Computation of High-Order Sensitivities of Model Responses to Model Parameters—I: Underlying Motivation and Current Methods
Dan Gabriel Cacuci- Energy (miscellaneous)
- Energy Engineering and Power Technology
- Renewable Energy, Sustainability and the Environment
- Electrical and Electronic Engineering
- Control and Optimization
- Engineering (miscellaneous)
- Building and Construction
The mathematical/computational model of a physical system comprises parameters and independent and dependent variables. Since the physical system is seldom known precisely and since the model’s parameters stem from experimental procedures that are also subject to uncertainties, the results predicted by a computational model are imperfect.
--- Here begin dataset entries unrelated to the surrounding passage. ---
//! Pairwise cost matrix between the clades of two trees.

use std::collections::BTreeSet;

use indicatif::ProgressBar;
use ndarray::{Array2, ArrayView2, Axis};
use rayon::prelude::*;
use rayon::ThreadPoolBuilder;
use tracing::debug;

use super::clade::Clade;
use super::metric::CladeMetric;
use super::DiffError;

/// Costs between reference clades (rows) and target clades (columns).
/// `rows` and `cols` map matrix positions back to the clade lists
/// the matrix was built from.
#[derive(Debug, Clone, PartialEq)]
pub struct CostMatrix {
    rows: Vec<usize>,
    cols: Vec<usize>,
    costs: Array2<f64>,
}

impl CostMatrix {
    /// Evaluates `metric` on every pair of clades on a dedicated pool of `jobs` threads
    /// (all available cores when `jobs` is 0). The first failing cell aborts the build.
    pub fn build<M: CladeMetric + ?Sized>(
        reference: &[Clade<'_>],
        target: &[Clade<'_>],
        metric: &M,
        jobs: usize,
        progress: &ProgressBar,
    ) -> Result<Self, DiffError> {
        let (n_rows, n_cols) = (reference.len(), target.len());
        if n_rows == 0 || n_cols == 0 {
            return Err(DiffError::DegenerateInput("no clades to compare"));
        }

        let pool = ThreadPoolBuilder::new().num_threads(jobs).build()?;
        debug!(
            threads = pool.current_num_threads(),
            cells = n_rows * n_cols,
            "Evaluating cost matrix"
        );

        let cells = pool.install(|| {
            (0..n_rows * n_cols)
                .into_par_iter()
                .map(|cell| {
                    let (row, col) = (cell / n_cols, cell % n_cols);
                    let cost = metric
                        .distance(&reference[row], &target[col])
                        .map_err(|source| DiffError::MetricEvaluation {
                            row,
                            col,
                            source: Box::new(source),
                        })?;
                    progress.inc(1);
                    Ok(cost)
                })
                .collect::<Result<Vec<f64>, DiffError>>()
        })?;

        Ok(Self {
            rows: (0..n_rows).collect(),
            cols: (0..n_cols).collect(),
            costs: Array2::from_shape_vec((n_rows, n_cols), cells)?,
        })
    }

    /// Wraps an existing cost array
    /// ```
    /// use ndarray::array;
    /// use phylodiff::diff::CostMatrix;
    ///
    /// let matrix = CostMatrix::from_costs(array![[0.0, 0.5], [0.5, 1.0]]);
    /// assert_eq!(matrix.shape(), (2, 2));
    /// assert_eq!(matrix.get(0, 1), Some(0.5));
    /// ```
    pub fn from_costs(costs: Array2<f64>) -> Self {
        let (n_rows, n_cols) = costs.dim();
        Self {
            rows: (0..n_rows).collect(),
            cols: (0..n_cols).collect(),
            costs,
        }
    }

    /// Drops every row that has a zero cost cell, together with the first zero
    /// column of that row. A column already dropped by an earlier row is not
    /// replaced. Remaining rows and columns keep their order.
    /// ```
    /// use ndarray::array;
    /// use phylodiff::diff::CostMatrix;
    ///
    /// let matrix = CostMatrix::from_costs(array![
    ///     [0.0, 0.5, 1.0],
    ///     [0.0, 0.0, 0.5],
    ///     [0.5, 1.0, 0.2],
    /// ]);
    /// let reduced = matrix.reduce();
    ///
    /// assert_eq!(reduced.rows(), &[2]);
    /// assert_eq!(reduced.cols(), &[1, 2]);
    /// ```
    pub fn reduce(&self) -> Self {
        let mut cols: BTreeSet<usize> = (0..self.cols.len()).collect();
        let mut rows = vec![];

        for (i, row) in self.costs.axis_iter(Axis(0)).enumerate() {
            match row.iter().position(|&cost| cost == 0.0) {
                Some(j) => {
                    cols.remove(&j);
                }
                None => rows.push(i),
            }
        }
        let cols: Vec<usize> = cols.into_iter().collect();

        Self {
            rows: rows.iter().map(|&i| self.rows[i]).collect(),
            cols: cols.iter().map(|&j| self.cols[j]).collect(),
            costs: self.costs.select(Axis(0), &rows).select(Axis(1), &cols),
        }
    }

    /// Clade indices of the rows
    pub fn rows(&self) -> &[usize] {
        &self.rows
    }

    /// Clade indices of the columns
    pub fn cols(&self) -> &[usize] {
        &self.cols
    }

    /// Number of rows and columns
    pub fn shape(&self) -> (usize, usize) {
        self.costs.dim()
    }

    /// Check if the matrix has no rows or no columns
    pub fn is_empty(&self) -> bool {
        self.costs.is_empty()
    }

    /// Cost at a matrix position
    pub fn get(&self, row: usize, col: usize) -> Option<f64> {
        self.costs.get((row, col)).copied()
    }

    /// View of the costs
    pub fn costs(&self) -> ArrayView2<'_, f64> {
        self.costs.view()
    }
}
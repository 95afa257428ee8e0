use core::fmt;

/// Error returned from [`Timers::configure`](crate::Timers::configure) when the requested
/// time base cannot be programmed.
#[derive(Debug, Clone, Copy, PartialEq, Eq)]
pub enum TimerError {
    /// The target frequency is zero.
    ZeroFrequency,
    /// The computed prescaler does not fit the 16 bit prescaler register.
    PrescalerOverflow,
    /// The period multiplied by the target frequency exceeds the core clock.
    FrequencyTooHigh,
}

impl fmt::Display for TimerError {
    fn fmt(&self, f: &mut fmt::Formatter<'_>) -> fmt::Result {
        match self {
            Self::ZeroFrequency => write!(f, "target frequency is zero"),
            Self::PrescalerOverflow => write!(f, "prescaler exceeds 16 bits"),
            Self::FrequencyTooHigh => write!(f, "target frequency too high for the period"),
        }
    }
}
Quantifying the reliability and accuracy of results produced by a model (called “model responses”) requires the availability of sensitivities (i.e., functional partial derivatives) of model responses with respect to model parameters. This work reviews the basic motivations for computing high-order sensitivities and illustrates their importance by means of an OECD/NEA reactor physics benchmark, which is representative of a “large-scale system” involving many (21,976) uncertain parameters. The computation of higher-order sensitivities by conventional methods (finite differences and/or statistical procedures) is subject to the “curse of dimensionality”. Furthermore, as will be illustrated in this work, the accuracy of high-order sensitivities computed using such conventional methods cannot be a priori guaranteed. High-order sensitivities can be computed accurately and efficiently solely by applying the high-order adjoint sensitivity analysis methodology. The principles underlying this adjoint methodology are also reviewed in preparation for introducing, in the accompanying Part II, the “High-Order Function/Feature Adjoint Sensitivity Analysis Methodology” (nth-FASAM), which aims at most efficiently computing exact expressions of high-order sensitivities of model responses to functions (“features”) of model parameters.